• _What is expected_:
Within the entries that follow, show each line where the word "SqlxUserRepository" occurs.

[Recorded data]
···

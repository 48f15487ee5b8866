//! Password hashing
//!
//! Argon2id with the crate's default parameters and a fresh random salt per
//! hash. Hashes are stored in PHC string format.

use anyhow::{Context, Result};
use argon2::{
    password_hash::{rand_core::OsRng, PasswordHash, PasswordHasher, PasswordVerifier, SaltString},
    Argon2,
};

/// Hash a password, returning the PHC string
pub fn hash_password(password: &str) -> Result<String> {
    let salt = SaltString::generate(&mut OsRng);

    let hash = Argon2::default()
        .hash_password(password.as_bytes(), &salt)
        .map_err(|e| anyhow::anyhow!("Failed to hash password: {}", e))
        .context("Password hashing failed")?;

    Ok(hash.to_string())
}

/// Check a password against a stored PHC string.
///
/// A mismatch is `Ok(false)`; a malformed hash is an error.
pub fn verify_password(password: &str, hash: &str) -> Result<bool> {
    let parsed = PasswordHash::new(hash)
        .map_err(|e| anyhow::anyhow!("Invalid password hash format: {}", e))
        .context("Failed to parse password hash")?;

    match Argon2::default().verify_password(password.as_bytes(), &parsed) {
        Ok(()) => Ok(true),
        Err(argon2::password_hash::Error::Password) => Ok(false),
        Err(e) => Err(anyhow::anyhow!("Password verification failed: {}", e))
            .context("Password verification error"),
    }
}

···

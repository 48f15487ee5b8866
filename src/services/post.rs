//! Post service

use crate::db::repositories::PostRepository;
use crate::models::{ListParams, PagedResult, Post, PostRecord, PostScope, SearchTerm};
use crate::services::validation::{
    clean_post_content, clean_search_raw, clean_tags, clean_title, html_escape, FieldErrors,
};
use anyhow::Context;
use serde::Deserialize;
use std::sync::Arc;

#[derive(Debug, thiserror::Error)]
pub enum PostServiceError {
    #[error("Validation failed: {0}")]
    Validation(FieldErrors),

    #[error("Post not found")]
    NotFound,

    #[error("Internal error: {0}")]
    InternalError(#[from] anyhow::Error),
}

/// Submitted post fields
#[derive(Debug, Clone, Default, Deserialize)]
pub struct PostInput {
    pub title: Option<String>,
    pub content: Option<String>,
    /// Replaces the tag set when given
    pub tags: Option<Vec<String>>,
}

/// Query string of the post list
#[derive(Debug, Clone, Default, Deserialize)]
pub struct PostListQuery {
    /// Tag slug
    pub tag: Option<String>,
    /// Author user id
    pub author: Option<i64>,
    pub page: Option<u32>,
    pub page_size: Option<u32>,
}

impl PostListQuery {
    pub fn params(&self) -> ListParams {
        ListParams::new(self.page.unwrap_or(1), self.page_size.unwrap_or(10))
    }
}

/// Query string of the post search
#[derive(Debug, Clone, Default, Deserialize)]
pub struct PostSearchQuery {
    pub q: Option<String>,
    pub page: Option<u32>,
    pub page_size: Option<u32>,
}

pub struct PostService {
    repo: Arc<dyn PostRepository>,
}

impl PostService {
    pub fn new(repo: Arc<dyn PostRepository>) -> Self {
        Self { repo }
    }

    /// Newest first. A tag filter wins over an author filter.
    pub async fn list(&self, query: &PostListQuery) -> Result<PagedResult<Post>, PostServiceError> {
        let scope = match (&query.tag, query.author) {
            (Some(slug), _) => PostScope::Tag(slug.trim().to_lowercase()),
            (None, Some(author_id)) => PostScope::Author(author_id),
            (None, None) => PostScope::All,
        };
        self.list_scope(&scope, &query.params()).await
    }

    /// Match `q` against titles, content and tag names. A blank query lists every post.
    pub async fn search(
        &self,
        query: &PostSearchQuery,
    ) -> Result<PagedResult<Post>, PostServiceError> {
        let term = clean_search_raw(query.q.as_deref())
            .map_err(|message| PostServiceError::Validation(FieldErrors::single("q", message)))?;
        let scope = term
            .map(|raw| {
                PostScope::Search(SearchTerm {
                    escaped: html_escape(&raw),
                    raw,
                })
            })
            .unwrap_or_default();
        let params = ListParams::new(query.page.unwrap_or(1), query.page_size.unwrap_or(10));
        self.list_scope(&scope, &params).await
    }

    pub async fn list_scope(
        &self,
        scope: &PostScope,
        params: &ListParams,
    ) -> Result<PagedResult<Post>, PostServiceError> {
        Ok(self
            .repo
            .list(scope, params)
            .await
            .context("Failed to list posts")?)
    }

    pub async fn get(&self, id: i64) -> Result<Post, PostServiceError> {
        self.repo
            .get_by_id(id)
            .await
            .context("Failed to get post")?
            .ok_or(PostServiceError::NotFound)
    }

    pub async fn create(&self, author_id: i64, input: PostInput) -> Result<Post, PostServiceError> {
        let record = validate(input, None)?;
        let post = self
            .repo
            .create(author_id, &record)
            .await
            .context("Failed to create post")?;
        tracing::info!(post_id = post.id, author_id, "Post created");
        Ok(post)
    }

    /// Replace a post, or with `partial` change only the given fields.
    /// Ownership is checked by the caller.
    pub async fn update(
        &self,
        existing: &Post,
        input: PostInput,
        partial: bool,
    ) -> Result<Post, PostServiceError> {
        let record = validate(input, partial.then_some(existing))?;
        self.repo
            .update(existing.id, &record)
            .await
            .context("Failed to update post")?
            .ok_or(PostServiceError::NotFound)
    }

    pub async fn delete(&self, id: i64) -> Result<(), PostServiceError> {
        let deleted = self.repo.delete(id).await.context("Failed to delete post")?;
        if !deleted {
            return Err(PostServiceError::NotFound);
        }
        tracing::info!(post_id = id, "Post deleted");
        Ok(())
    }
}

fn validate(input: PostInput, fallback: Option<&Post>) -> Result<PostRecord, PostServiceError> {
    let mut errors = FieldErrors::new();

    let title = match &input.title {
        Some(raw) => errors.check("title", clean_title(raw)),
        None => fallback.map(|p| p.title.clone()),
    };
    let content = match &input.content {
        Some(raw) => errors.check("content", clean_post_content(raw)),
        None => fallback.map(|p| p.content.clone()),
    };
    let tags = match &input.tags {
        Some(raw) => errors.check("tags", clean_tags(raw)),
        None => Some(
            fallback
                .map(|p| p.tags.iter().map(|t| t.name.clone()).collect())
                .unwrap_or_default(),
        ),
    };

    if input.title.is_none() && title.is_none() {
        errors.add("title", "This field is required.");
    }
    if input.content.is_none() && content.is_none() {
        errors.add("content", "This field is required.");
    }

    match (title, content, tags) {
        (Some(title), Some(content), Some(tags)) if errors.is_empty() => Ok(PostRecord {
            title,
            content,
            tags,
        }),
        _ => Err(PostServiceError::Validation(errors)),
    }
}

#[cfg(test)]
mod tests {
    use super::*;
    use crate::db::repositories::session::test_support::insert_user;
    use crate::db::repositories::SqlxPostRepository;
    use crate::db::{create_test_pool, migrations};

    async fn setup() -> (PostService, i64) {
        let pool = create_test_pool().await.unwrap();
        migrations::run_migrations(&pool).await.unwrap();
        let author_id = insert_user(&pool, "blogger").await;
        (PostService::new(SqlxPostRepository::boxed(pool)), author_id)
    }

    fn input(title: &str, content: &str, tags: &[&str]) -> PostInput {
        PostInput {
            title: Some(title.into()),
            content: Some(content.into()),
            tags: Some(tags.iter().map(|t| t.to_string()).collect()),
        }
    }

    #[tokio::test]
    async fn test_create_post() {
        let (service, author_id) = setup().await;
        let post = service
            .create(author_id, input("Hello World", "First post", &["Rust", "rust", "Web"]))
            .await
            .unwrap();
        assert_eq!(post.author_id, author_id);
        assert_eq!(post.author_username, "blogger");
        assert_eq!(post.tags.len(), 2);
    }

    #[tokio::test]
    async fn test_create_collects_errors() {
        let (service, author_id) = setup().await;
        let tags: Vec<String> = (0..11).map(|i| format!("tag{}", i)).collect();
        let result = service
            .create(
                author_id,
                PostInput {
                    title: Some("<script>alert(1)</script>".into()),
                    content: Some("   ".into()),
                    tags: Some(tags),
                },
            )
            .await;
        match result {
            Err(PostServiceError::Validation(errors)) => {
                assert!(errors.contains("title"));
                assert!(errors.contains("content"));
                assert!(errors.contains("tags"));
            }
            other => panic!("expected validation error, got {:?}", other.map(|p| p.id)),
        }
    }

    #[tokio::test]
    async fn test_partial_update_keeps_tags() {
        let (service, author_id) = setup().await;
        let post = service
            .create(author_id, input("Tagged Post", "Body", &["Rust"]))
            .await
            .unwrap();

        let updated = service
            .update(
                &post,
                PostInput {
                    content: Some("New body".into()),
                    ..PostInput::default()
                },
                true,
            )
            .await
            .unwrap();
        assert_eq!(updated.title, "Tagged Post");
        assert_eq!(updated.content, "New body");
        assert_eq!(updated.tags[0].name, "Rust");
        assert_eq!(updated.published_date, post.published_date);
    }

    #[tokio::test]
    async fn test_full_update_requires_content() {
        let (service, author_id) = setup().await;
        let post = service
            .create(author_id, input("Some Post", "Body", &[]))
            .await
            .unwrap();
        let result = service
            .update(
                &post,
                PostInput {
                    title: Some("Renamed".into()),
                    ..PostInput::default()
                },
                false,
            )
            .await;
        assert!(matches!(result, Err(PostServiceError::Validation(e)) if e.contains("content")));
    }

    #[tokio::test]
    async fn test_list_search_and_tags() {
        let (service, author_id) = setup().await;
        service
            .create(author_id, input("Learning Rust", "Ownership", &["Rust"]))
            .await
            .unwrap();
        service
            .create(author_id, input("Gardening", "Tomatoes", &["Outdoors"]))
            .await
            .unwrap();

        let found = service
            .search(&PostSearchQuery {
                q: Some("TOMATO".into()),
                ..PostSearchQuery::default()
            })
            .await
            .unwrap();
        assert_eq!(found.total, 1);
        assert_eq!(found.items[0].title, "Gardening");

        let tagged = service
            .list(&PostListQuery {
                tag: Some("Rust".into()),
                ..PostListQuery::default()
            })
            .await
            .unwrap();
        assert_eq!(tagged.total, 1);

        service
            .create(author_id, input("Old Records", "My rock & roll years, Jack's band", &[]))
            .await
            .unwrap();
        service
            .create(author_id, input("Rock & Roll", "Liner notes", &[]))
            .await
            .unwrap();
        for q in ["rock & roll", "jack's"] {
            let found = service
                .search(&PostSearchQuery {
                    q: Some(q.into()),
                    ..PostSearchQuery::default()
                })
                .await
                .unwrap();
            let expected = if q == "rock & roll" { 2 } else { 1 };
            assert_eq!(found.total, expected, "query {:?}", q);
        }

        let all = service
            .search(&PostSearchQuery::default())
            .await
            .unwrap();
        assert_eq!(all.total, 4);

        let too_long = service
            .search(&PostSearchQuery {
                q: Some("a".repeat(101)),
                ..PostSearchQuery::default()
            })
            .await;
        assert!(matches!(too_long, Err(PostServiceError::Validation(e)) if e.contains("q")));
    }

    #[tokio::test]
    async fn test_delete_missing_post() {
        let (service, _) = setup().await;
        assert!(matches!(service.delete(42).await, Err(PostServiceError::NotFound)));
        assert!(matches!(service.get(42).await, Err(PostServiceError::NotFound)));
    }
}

···

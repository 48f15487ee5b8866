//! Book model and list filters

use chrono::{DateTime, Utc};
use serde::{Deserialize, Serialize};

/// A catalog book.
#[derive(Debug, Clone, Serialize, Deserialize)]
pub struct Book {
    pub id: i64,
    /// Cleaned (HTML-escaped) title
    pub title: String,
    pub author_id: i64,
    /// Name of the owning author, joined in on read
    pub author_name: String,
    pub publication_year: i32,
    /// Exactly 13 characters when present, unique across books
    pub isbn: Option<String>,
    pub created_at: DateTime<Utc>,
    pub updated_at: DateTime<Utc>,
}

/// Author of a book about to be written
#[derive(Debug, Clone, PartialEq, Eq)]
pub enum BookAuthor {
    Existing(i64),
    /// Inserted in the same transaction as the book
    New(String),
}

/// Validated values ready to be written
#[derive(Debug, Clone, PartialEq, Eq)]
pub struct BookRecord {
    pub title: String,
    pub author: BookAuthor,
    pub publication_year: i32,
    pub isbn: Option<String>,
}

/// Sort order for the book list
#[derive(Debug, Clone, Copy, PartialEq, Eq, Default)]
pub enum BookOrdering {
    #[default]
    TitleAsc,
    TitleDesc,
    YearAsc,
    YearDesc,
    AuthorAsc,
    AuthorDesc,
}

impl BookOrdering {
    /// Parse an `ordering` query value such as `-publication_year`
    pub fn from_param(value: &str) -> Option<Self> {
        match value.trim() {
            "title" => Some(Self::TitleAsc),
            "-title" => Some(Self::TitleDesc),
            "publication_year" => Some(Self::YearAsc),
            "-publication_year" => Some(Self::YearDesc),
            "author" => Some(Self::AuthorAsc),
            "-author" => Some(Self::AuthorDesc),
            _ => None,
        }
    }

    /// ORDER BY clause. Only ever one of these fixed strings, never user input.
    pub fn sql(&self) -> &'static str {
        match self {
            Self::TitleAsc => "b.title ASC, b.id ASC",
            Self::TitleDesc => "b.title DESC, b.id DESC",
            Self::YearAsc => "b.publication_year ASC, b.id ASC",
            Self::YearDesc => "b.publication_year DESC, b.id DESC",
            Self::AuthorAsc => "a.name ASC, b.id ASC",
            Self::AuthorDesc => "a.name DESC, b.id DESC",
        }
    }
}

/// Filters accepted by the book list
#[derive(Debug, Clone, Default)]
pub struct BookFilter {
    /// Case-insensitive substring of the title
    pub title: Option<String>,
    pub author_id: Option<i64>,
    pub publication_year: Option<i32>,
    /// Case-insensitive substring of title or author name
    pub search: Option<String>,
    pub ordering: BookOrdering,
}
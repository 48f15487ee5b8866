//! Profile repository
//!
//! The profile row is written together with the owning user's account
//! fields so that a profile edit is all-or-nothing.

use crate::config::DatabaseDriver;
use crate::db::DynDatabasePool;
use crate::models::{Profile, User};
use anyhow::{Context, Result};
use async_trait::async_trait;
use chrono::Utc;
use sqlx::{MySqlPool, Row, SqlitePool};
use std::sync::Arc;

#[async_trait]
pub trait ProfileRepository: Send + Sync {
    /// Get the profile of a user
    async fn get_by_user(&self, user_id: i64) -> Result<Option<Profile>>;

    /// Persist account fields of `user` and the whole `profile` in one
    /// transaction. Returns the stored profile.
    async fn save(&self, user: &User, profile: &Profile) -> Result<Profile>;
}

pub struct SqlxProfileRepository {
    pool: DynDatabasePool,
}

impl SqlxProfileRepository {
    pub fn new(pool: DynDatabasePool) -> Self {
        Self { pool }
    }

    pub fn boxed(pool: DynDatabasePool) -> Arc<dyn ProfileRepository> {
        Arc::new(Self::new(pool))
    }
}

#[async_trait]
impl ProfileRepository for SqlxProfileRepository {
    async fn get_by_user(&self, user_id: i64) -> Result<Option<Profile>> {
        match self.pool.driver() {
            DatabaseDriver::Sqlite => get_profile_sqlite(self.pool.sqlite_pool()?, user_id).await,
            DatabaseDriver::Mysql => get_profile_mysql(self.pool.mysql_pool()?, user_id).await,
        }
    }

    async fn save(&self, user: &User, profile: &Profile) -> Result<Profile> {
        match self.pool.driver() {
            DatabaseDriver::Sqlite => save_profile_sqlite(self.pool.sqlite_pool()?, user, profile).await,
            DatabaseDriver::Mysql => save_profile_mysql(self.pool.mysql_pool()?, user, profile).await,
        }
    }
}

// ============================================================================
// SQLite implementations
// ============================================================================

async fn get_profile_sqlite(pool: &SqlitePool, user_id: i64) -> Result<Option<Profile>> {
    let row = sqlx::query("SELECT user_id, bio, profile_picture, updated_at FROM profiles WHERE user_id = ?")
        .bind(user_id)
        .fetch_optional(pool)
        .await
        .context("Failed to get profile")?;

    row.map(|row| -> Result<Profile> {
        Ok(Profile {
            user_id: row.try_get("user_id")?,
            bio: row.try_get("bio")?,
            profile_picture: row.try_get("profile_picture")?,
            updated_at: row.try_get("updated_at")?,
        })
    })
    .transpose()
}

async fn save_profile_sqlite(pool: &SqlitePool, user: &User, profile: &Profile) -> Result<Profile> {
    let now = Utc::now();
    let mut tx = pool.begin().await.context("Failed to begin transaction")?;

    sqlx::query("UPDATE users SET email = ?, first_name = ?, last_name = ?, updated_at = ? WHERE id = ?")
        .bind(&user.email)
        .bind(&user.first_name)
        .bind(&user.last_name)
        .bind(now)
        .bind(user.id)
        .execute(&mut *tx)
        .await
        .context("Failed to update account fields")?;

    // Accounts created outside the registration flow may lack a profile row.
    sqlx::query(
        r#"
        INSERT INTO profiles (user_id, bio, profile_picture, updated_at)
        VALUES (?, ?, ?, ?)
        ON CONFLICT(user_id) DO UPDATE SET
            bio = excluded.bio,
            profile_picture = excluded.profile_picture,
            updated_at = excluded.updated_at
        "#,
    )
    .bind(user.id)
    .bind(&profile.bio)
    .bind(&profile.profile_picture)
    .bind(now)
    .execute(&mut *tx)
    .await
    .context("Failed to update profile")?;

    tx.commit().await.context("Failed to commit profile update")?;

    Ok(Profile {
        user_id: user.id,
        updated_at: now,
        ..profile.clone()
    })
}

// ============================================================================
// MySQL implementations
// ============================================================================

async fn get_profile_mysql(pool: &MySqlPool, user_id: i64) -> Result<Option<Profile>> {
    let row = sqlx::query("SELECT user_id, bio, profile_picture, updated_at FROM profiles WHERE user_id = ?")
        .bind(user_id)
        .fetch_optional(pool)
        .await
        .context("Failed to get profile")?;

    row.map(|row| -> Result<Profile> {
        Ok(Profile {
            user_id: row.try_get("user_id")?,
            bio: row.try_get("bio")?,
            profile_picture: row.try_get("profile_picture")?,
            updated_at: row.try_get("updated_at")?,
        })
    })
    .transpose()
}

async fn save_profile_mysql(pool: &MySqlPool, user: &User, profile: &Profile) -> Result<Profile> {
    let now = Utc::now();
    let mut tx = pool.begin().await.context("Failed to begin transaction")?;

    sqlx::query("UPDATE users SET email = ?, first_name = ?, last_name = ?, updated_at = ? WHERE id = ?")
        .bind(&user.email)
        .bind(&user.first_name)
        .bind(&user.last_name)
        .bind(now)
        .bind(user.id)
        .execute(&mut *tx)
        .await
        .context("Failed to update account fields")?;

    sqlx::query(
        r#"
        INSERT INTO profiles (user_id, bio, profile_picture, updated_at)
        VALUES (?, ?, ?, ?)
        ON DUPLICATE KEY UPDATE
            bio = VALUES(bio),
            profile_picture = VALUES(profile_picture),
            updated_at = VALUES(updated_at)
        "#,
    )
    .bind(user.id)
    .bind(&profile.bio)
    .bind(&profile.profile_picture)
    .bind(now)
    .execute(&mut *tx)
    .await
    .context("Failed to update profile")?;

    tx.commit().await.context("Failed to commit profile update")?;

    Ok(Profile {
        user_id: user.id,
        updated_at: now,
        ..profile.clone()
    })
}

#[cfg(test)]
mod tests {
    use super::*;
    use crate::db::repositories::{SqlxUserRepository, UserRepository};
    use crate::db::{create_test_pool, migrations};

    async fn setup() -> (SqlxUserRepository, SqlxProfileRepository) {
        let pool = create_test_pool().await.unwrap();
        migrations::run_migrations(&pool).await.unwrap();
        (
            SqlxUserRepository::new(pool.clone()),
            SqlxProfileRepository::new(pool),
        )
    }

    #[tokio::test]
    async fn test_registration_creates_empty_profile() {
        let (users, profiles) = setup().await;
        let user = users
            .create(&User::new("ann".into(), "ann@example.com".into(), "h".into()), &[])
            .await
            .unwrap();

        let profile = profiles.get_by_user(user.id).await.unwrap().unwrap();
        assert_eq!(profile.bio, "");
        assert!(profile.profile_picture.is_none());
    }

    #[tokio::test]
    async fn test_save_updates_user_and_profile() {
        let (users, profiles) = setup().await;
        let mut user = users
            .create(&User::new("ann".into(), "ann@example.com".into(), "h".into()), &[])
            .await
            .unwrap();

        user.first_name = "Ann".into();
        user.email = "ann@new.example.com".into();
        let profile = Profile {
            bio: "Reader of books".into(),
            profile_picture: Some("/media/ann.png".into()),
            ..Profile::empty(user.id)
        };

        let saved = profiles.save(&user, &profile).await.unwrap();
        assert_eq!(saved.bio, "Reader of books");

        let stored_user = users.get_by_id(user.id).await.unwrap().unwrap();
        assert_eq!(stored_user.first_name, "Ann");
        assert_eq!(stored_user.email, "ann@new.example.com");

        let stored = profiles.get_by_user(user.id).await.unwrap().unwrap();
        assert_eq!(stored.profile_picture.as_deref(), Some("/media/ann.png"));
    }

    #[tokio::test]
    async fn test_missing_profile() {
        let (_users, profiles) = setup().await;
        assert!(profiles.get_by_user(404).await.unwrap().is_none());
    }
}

···

• _Result of the exercise_:
    use crate::db::repositories::{SqlxUserRepository, UserRepository};
    async fn setup() -> (SqlxUserRepository, SqlxProfileRepository) {
            SqlxUserRepository::new(pool.clone()),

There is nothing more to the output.